Intuit and Microsoft

Since the withdrawal of Microsoft Money, commentators were trying to determine what Microsoft’s strategy would be with regard to SMBs – we all know that SMBs constitute a huge and lucrative market. This relationship gives both Intuit and Microsoft access to the channel of the other – there’s hundreds of millions of SMB users of MS products who will now be exposed to the IPP, while Intuit’s customers will now have access to products built by Microsoft‘s developer community.

Microsoft gets a ready built channel to increase the uptake of its Azure cloud computing offering and, at the same time, gets themselves a ready built SMB applications marketplace.

The developers

Existing IPP developers get access to a massive new channel of potential customers, the ability to deploy their applications on Microsoft’s infrastructure and the ability to natively use Microsoft development tools.

Microsoft developers get the ability to utilize the tools the currently do, but market their products on a specific SMB marketplace backed by a channel with millions of customers already.

On a technical level, the diagram below sets out how the various integrations will actually work:

ippthingy

The customers

IPP’s stated aim is to give SMBs access to an end to end range of software tools – with this deal customers just got a whole lot more choice. Intuit is committed to integrating Microsoft’s Business Productivity Office Suite (BPOS) onto the IPP by the end of the year – this will mean IPP customers get the ability to use Exchange, SharePoint and (once they’re introduced) the online office products – all leveraging the core IPP offerings of single sign on, common data, single billing etc.

Summary

The playing field just got really interesting – over on The Small Business Web – a large number of small SaaS vendors are trying to build an ecosystem that includes clear and open APIs and a comprehensive offering of business applications – done correctly the relationship between Intuit and Microsoft could very well provide the same value – but potentially more quickly and more easily for the end customers.

APIs are great – wonderfully valuable things that allow applications to work together. But a common data model of the sort that the IPP is built around, is even better, allowing applications to be built from the start around an underlying and consistent model of data.

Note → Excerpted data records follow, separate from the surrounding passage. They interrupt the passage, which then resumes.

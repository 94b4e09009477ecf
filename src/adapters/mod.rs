//! Adapter interfaces for external systems.
//!
//! Adapters provide a unified interface for the video-understanding
//! service and the video storage backend, so the tracker never knows
//! whether it is talking to a live HTTP service or a local fixture.

pub mod fixture;
pub mod http;
pub mod storage;

use anyhow::Result;
use async_trait::async_trait;
use thiserror::Error;

use crate::domain::analysis::VideoAnalysis;

// Re-export the concrete adapters
pub use fixture::FixtureIndexer;
pub use http::HttpIndexer;
pub use storage::LocalVideoStore;

pub use crate::domain::video::VideoAsset;

/// Errors from the video-understanding service.
///
/// `Rejected` is final: resubmitting the same asset will not help.
/// `Transient` is worth retrying with backoff.
#[derive(Debug, Error)]
pub enum IndexerError {
    #[error("indexer rejected the request: {0}")]
    Rejected(String),

    #[error("transient indexer failure: {0}")]
    Transient(String),
}

impl IndexerError {
    pub fn is_retryable(&self) -> bool {
        matches!(self, IndexerError::Transient(_))
    }
}

/// State of an analysis task on the external service
#[derive(Debug, Clone)]
pub enum TaskState {
    /// Still indexing; ask again later
    Processing,
    /// Finished; raw detections attached
    Ready(VideoAnalysis),
    /// The service gave up on this task
    Failed(String),
}

/// Trait for video-understanding services
#[async_trait]
pub trait VideoIndexer: Send + Sync {
    /// Human-readable indexer name
    fn name(&self) -> &str;

    /// Submit an asset for analysis, returning the upstream task id
    async fn submit(&self, asset: &VideoAsset) -> Result<String, IndexerError>;

    /// Fetch the current state of a previously submitted task
    async fn fetch(&self, task_id: &str) -> Result<TaskState, IndexerError>;

    /// Health check (for the doctor command)
    async fn health_check(&self) -> Result<()>;
}

/// Errors from the video storage backend
#[derive(Debug, Error)]
pub enum StoreError {
    #[error("no video found for reference '{0}'")]
    NotFound(String),

    #[error("invalid video reference '{reference}': {reason}")]
    Invalid { reference: String, reason: String },

    #[error("storage i/o failure: {0}")]
    Io(#[from] std::io::Error),
}

/// Trait for resolving video references to concrete assets
#[async_trait]
pub trait VideoStore: Send + Sync {
    /// Resolve a user-supplied reference (path, id) to an asset
    async fn resolve(&self, reference: &str) -> Result<VideoAsset, StoreError>;
}
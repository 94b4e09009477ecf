//! Job tracker: owns the lifecycle of video analysis requests.
//!
//! Coordinates video resolution, upstream submission with retry,
//! journal persistence, and evidence normalization on completion.
//!
//! Writes to one job are serialized through a per-job async lock;
//! `poll` never takes the writer path and reads a consistent snapshot.

use std::collections::HashMap;
use std::sync::Arc;
use std::time::Duration;

use serde::{Deserialize, Serialize};
use thiserror::Error;
use tokio::sync::{Mutex, RwLock};
use tracing::{debug, error, info, instrument, warn};
use uuid::Uuid;

use crate::adapters::{IndexerError, TaskState, VideoIndexer, VideoStore};
use crate::domain::analysis::VideoAnalysis;
use crate::domain::evidence::EvidencePackSource;
use crate::domain::job::{FailureKind, JobEvent, JobEventKind, JobFailure, JobRecord};

use super::journal::{JobJournal, JournalError};
use super::normalizer;

/// Tracker failures surfaced to callers.
///
/// Normalization failures are deliberately absent: they are recorded on
/// the job and never raised from `complete`.
#[derive(Debug, Error)]
pub enum TrackerError {
    #[error("submission failed: {0}")]
    Submission(String),

    #[error("upstream rejected the job: {0}")]
    UpstreamRejected(String),

    #[error("upstream unavailable after {attempts} attempts: {message}")]
    UpstreamTimeout { attempts: u32, message: String },

    #[error("no job found with id {0}")]
    NotFound(Uuid),

    #[error("journal failure: {0}")]
    Journal(#[from] JournalError),
}

/// Retry policy for transient upstream failures
#[derive(Debug, Clone, Serialize, Deserialize)]
pub struct RetryPolicy {
    /// Maximum number of attempts (including first try)
    #[serde(default = "default_max_attempts")]
    pub max_attempts: u32,

    /// Initial delay between retries in milliseconds
    #[serde(default = "default_initial_delay")]
    pub initial_delay_ms: u64,

    /// Maximum delay between retries in milliseconds
    #[serde(default = "default_max_delay")]
    pub max_delay_ms: u64,

    /// Backoff multiplier (delay *= multiplier after each retry)
    #[serde(default = "default_backoff_multiplier")]
    pub backoff_multiplier: f64,
}

fn default_max_attempts() -> u32 {
    3
}
fn default_initial_delay() -> u64 {
    1000
}
fn default_max_delay() -> u64 {
    30000
}
fn default_backoff_multiplier() -> f64 {
    2.0
}

impl Default for RetryPolicy {
    fn default() -> Self {
        Self {
            max_attempts: default_max_attempts(),
            initial_delay_ms: default_initial_delay(),
            max_delay_ms: default_max_delay(),
            backoff_multiplier: default_backoff_multiplier(),
        }
    }
}

impl RetryPolicy {
    /// Calculate delay for a specific attempt (1-indexed)
    pub fn delay_for_attempt(&self, attempt: u32) -> Duration {
        if attempt <= 1 {
            return Duration::from_millis(self.initial_delay_ms);
        }

        let delay =
            self.initial_delay_ms as f64 * self.backoff_multiplier.powi((attempt - 1) as i32);

        let capped = delay.min(self.max_delay_ms as f64) as u64;
        Duration::from_millis(capped)
    }

    /// Check if we should retry based on attempt count
    pub fn should_retry(&self, attempt: u32) -> bool {
        attempt < self.max_attempts
    }
}

/// Tracks analysis jobs from submission to their terminal state
pub struct JobTracker {
    journal: JobJournal,
    indexer: Arc<dyn VideoIndexer>,
    store: Arc<dyn VideoStore>,
    retry: RetryPolicy,

    /// Snapshot map rebuilt from the journal at startup
    records: RwLock<HashMap<Uuid, JobRecord>>,

    /// Per-job writer locks
    locks: Mutex<HashMap<Uuid, Arc<Mutex<()>>>>,
}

I spent a few hours today talking to the founder of a SaaS business app that is still very much in stealth mode – we both discussed our concerns about the high aggregate price that businesses would be forced to pay for an integrated set of separate applications with all the duplication that entails – IPP is one way to drive efficiencies that can in turn deliver the holy grail of reasonably priced point-to-point solutions for SMBs – the space just got even more interesting…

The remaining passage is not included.